──────── DATA ────────

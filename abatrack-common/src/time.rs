//! Timestamp parsing and formatting
//!
//! Timestamps are RFC 3339 / ISO-8601 strings on the wire and in the
//! database; calendar dates are `yyyy-mm-dd`.

use chrono::{DateTime, NaiveDate, Utc};

use crate::{Error, Result};

/// Format a timestamp for storage or the wire
pub fn format_timestamp(ts: DateTime<Utc>) -> String {
    ts.to_rfc3339()
}

/// Parse an ISO-8601 timestamp, accepting a trailing `Z`
pub fn parse_timestamp(s: &str) -> Result<DateTime<Utc>> {
    DateTime::parse_from_rfc3339(s)
        .map(|dt| dt.with_timezone(&Utc))
        .map_err(|e| Error::InvalidInput(format!("Invalid timestamp '{}': {}", s, e)))
}

/// Parse a `yyyy-mm-dd` calendar date
pub fn parse_date(s: &str) -> Result<NaiveDate> {
    NaiveDate::parse_from_str(s, "%Y-%m-%d")
        .map_err(|e| Error::InvalidInput(format!("Invalid date '{}' (want yyyy-mm-dd): {}", s, e)))
}

/// Calendar date an event belongs to for aggregation (UTC truncation)
pub fn date_key(ts: DateTime<Utc>) -> NaiveDate {
    ts.date_naive()
}
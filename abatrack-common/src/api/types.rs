//! Shared API request/response types
//!
//! Used by both the abatrack-api handlers and the abatrack-collector HTTP
//! store so the two sides cannot drift apart.

use chrono::NaiveDate;
use serde::{Deserialize, Serialize};
use uuid::Uuid;

use crate::model::{
    Behavior, BehaviorEvent, BehaviorSession, CollectionMethod, DatedPoint, NewBehaviorEvent,
    NewSkillEvent, Skill, SkillEvent, SkillType,
};

// ========================================
// Catalog (clients / behaviors / skills)
// ========================================

/// POST /api/clients request
#[derive(Debug, Clone, Serialize, Deserialize)]
pub struct CreateClientRequest {
    pub name: String,
    /// yyyy-mm-dd
    pub birthdate: String,
    #[serde(default)]
    pub info: Option<String>,
}

/// POST /api/clients/{id}/behaviors request
#[derive(Debug, Clone, Serialize, Deserialize)]
pub struct CreateBehaviorRequest {
    pub name: String,
    #[serde(default)]
    pub description: Option<String>,
    pub method: CollectionMethod,
    /// Method-specific; INTERVAL/MTS require a positive `interval_seconds`
    #[serde(default)]
    pub settings: Option<serde_json::Value>,
}

/// POST /api/clients/{id}/skills request
#[derive(Debug, Clone, Serialize, Deserialize)]
pub struct CreateSkillRequest {
    pub name: String,
    #[serde(default)]
    pub description: Option<String>,
    #[serde(default)]
    pub skill_type: Option<SkillType>,
}

// ========================================
// Sessions and events
// ========================================

/// POST /api/sessions/start request
///
/// `date` is advisory/display-only; the authoritative `started_at` is the
/// server instant at creation.
#[derive(Debug, Clone, Serialize, Deserialize)]
pub struct StartSessionRequest {
    pub client_id: Uuid,
    pub date: NaiveDate,
}

/// POST /api/sessions/{id}/events request
#[derive(Debug, Clone, Serialize, Deserialize)]
pub struct PostBehaviorEventsRequest {
    pub events: Vec<NewBehaviorEvent>,
}

/// POST /api/sessions/{id}/skill-events request
#[derive(Debug, Clone, Serialize, Deserialize)]
pub struct PostSkillEventsRequest {
    pub events: Vec<NewSkillEvent>,
}

/// Batch insert acknowledgement
#[derive(Debug, Clone, Serialize, Deserialize)]
pub struct PostEventsResponse {
    pub ok: bool,
    pub created: usize,
}

/// GET /api/sessions query parameters
#[derive(Debug, Clone, Default, Serialize, Deserialize)]
pub struct SessionListQuery {
    #[serde(default, skip_serializing_if = "Option::is_none")]
    pub date_from: Option<NaiveDate>,
    #[serde(default, skip_serializing_if = "Option::is_none")]
    pub date_to: Option<NaiveDate>,
    #[serde(default, skip_serializing_if = "Option::is_none")]
    pub client_id: Option<Uuid>,
}

/// One session in the review list, with per-session event counts
#[derive(Debug, Clone, Serialize, Deserialize)]
pub struct SessionSummary {
    #[serde(flatten)]
    pub session: BehaviorSession,
    pub behavior_event_count: i64,
    pub skill_event_count: i64,
}

/// GET /api/sessions/{id}/details response: events grouped by target
#[derive(Debug, Clone, Serialize, Deserialize)]
pub struct SessionDetails {
    #[serde(flatten)]
    pub session: BehaviorSession,
    pub behaviors: Vec<BehaviorEventGroup>,
    pub skills: Vec<SkillEventGroup>,
}

#[derive(Debug, Clone, Serialize, Deserialize)]
pub struct BehaviorEventGroup {
    pub behavior: Behavior,
    pub events: Vec<BehaviorEvent>,
}

#[derive(Debug, Clone, Serialize, Deserialize)]
pub struct SkillEventGroup {
    pub skill: Skill,
    pub events: Vec<SkillEvent>,
}

// ========================================
// Analysis
// ========================================

/// Behavior identity echoed alongside its analysis series
#[derive(Debug, Clone, Serialize, Deserialize)]
pub struct BehaviorMeta {
    pub id: Uuid,
    pub name: String,
    pub method: CollectionMethod,
}

/// Skill identity echoed alongside its analysis series
#[derive(Debug, Clone, Serialize, Deserialize)]
pub struct SkillMeta {
    pub id: Uuid,
    pub name: String,
    pub method: String,
    pub skill_type: SkillType,
}

/// GET /api/analysis/behavior/{id}/session-points response
#[derive(Debug, Clone, Serialize, Deserialize)]
pub struct BehaviorAnalysis {
    pub behavior: BehaviorMeta,
    /// Ascending by date, one point per calendar date with relevant events
    pub points: Vec<DatedPoint>,
}

/// GET /api/analysis/skill/{id}/session-points response
#[derive(Debug, Clone, Serialize, Deserialize)]
pub struct SkillAnalysis {
    pub skill: SkillMeta,
    pub points: Vec<DatedPoint>,
}
//! Session lifecycle
//!
//! One runner drives one client's session at a time:
//!
//! ```text
//! NoSession --start--> Open --save_and_exit--> Ending --success--> Closed
//!                       ^                         |
//!                       +------- failure ---------+
//! ```
//!
//! Ending flushes in a fixed order, each step retried independently:
//! behavior queue, then skill queue, then the end call. A queue is
//! drained only when the store accepts it, so a failure part-way leaves
//! the remaining work queued and drops the runner back to Open with
//! nothing lost; the operator can retry.

use std::sync::Arc;

use chrono::{DateTime, NaiveDate, Utc};
use tokio::sync::Mutex;
use uuid::Uuid;

use abatrack_common::model::BehaviorSession;

use crate::buffer::SessionBuffer;
use crate::error::{CollectorError, Result};
use crate::store::EventStore;
use crate::sync;

/// Lifecycle phase of the runner
#[derive(Debug, Clone, Copy, PartialEq, Eq)]
pub enum SessionPhase {
    /// No session open; collection controls are inert
    NoSession,
    /// Collecting; autosave loop is running
    Open,
    /// Terminal flush in progress
    Ending,
    /// Session durably ended
    Closed,
}

/// Drives one session against a durable store
pub struct SessionRunner<S> {
    store: Arc<S>,
    buffer: Arc<Mutex<SessionBuffer>>,
    // Serializes autosave passes with the terminal flush; held before
    // the autosave task is aborted so no pass dies mid-post
    flush_lock: Arc<Mutex<()>>,
    session: Option<BehaviorSession>,
    phase: SessionPhase,
    autosave: Option<tokio::task::JoinHandle<()>>,
}

impl<S> SessionRunner<S>
where
    S: EventStore + Send + Sync + 'static,
{
    pub fn new(store: Arc<S>) -> Self {
        Self {
            store,
            buffer: Arc::new(Mutex::new(SessionBuffer::new())),
            flush_lock: Arc::new(Mutex::new(())),
            session: None,
            phase: SessionPhase::NoSession,
            autosave: None,
        }
    }

    pub fn phase(&self) -> SessionPhase {
        self.phase
    }

    /// The open session's id, if any
    pub fn session_id(&self) -> Option<Uuid> {
        self.session.as_ref().map(|s| s.id)
    }

    /// Shared handle to the local buffer (display reads)
    pub fn buffer(&self) -> Arc<Mutex<SessionBuffer>> {
        Arc::clone(&self.buffer)
    }

    fn accepts_events(&self) -> bool {
        self.phase == SessionPhase::Open
    }

    // Collection actions. Each is a silent no-op unless a session is
    // open, so stray UI events can never produce orphan records.

    pub async fn increment(&self, behavior_id: Uuid, now: DateTime<Utc>) {
        if self.accepts_events() {
            self.buffer.lock().await.increment(behavior_id, now);
        }
    }

    pub async fn decrement(&self, behavior_id: Uuid, now: DateTime<Utc>) {
        if self.accepts_events() {
            self.buffer.lock().await.decrement(behavior_id, now);
        }
    }

    pub async fn start_timer(&self, behavior_id: Uuid, now: DateTime<Utc>) {
        if self.accepts_events() {
            self.buffer.lock().await.start_timer(behavior_id, now);
        }
    }

    pub async fn stop_timer(&self, behavior_id: Uuid, now: DateTime<Utc>) {
        if self.accepts_events() {
            self.buffer.lock().await.stop_timer(behavior_id, now);
        }
    }

    pub async fn record_hit(&self, behavior_id: Uuid, now: DateTime<Utc>) {
        if self.accepts_events() {
            self.buffer.lock().await.record_hit(behavior_id, now);
        }
    }

    pub async fn mark_correct(&self, skill_id: Uuid, now: DateTime<Utc>) {
        if self.accepts_events() {
            self.buffer.lock().await.mark_correct(skill_id, now);
        }
    }

    pub async fn mark_wrong(&self, skill_id: Uuid, now: DateTime<Utc>) {
        if self.accepts_events() {
            self.buffer.lock().await.mark_wrong(skill_id, now);
        }
    }

    fn stop_autosave(&mut self) {
        if let Some(handle) = self.autosave.take() {
            handle.abort();
        }
    }

    /// Open a session for a client and start the autosave loop.
    ///
    /// Valid from NoSession or Closed. The buffer is reset first; any
    /// state from a previous session does not bleed into the new one.
    pub async fn start(&mut self, client_id: Uuid, date: NaiveDate) -> Result<Uuid> {
        match self.phase {
            SessionPhase::NoSession | SessionPhase::Closed => {}
            other => {
                return Err(CollectorError::State(format!(
                    "Cannot start a session from {:?}",
                    other
                )))
            }
        }

        let session = self.store.start_session(client_id, date).await?;
        let session_id = session.id;
        tracing::info!(session_id = %session_id, client_id = %client_id, "Session opened");

        self.buffer.lock().await.reset();
        self.session = Some(session);
        self.phase = SessionPhase::Open;
        self.autosave = Some(sync::spawn_autosave(
            Arc::clone(&self.store),
            session_id,
            Arc::clone(&self.buffer),
            Arc::clone(&self.flush_lock),
        ));

        Ok(session_id)
    }

    /// Switch away from the current client, discarding unsaved state.
    ///
    /// Queued events that never reached the store are dropped; this is
    /// the one deliberate loss path and it requires an explicit call.
    pub async fn select_client(&mut self) {
        self.stop_autosave();
        let mut buf = self.buffer.lock().await;
        if buf.has_pending() {
            tracing::warn!(
                session_id = ?self.session_id(),
                "Discarding unsaved events on client switch"
            );
        }
        buf.reset();
        drop(buf);
        self.session = None;
        self.phase = SessionPhase::NoSession;
    }

    /// Signal the intent to end the session (confirm/cancel step).
    /// No network effect; collection controls go inert until the
    /// intent is confirmed or cancelled.
    pub fn request_end(&mut self) -> Result<()> {
        if self.phase != SessionPhase::Open {
            return Err(CollectorError::State(format!(
                "Cannot request end from {:?}",
                self.phase
            )));
        }
        self.phase = SessionPhase::Ending;
        Ok(())
    }

    /// Back out of a requested end. Queued events are untouched.
    pub fn cancel_end(&mut self) -> Result<()> {
        if self.phase != SessionPhase::Ending {
            return Err(CollectorError::State(format!(
                "Cannot cancel end from {:?}",
                self.phase
            )));
        }
        self.phase = SessionPhase::Open;
        Ok(())
    }

    /// Terminal flush: stop running timers, push both queues, end the
    /// session. Each step gets its own bounded retries; any step failing
    /// after retries returns the runner to Open (autosave restarted) with
    /// every unacknowledged event still queued.
    ///
    /// Callable straight from Open; going through [`request_end`]
    /// first is the UI's confirm step, not a requirement of the store.
    ///
    /// [`request_end`]: Self::request_end
    pub async fn save_and_exit(&mut self, now: DateTime<Utc>) -> Result<BehaviorSession> {
        if !matches!(self.phase, SessionPhase::Open | SessionPhase::Ending) {
            return Err(CollectorError::State(format!(
                "Cannot save and exit from {:?}",
                self.phase
            )));
        }
        let session_id = self.session_id().ok_or(CollectorError::NoSession)?;

        self.phase = SessionPhase::Ending;

        // Wait out any autosave pass in flight before stopping the
        // task: aborting between the store accepting a batch and the
        // queue drain would re-post those events later.
        let flush_lock = Arc::clone(&self.flush_lock);
        let _flush_guard = flush_lock.lock().await;
        self.stop_autosave();

        self.buffer.lock().await.stop_all_timers(now);

        let result = self.run_terminal_flush(session_id).await;
        match result {
            Ok(session) => {
                self.phase = SessionPhase::Closed;
                self.session = Some(session.clone());
                tracing::info!(session_id = %session_id, "Session saved and ended");
                Ok(session)
            }
            Err(err) => {
                tracing::warn!(
                    session_id = %session_id,
                    error = %err,
                    "Terminal flush failed, session stays open"
                );
                self.phase = SessionPhase::Open;
                self.autosave = Some(sync::spawn_autosave(
                    Arc::clone(&self.store),
                    session_id,
                    Arc::clone(&self.buffer),
                    Arc::clone(&self.flush_lock),
                ));
                Err(err)
            }
        }
    }

    async fn run_terminal_flush(&self, session_id: Uuid) -> Result<BehaviorSession> {
        sync::with_retry("terminal behavior flush", || {
            sync::flush_behavior_events(self.store.as_ref(), session_id, &self.buffer)
        })
        .await?;

        sync::with_retry("terminal skill flush", || {
            sync::flush_skill_events(self.store.as_ref(), session_id, &self.buffer)
        })
        .await?;

        sync::with_retry("end session", || self.store.end_session(session_id)).await
    }
}

impl<S> Drop for SessionRunner<S> {
    fn drop(&mut self) {
        if let Some(handle) = self.autosave.take() {
            handle.abort();
        }
    }
}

────────

**WHAT YOU NEED TO DO:**
Whenever a line of the material above contains the string "series", copy that line out.

**EXERCISE OUTPUT:**
/// Behavior identity echoed alongside its analysis series
/// Skill identity echoed alongside its analysis series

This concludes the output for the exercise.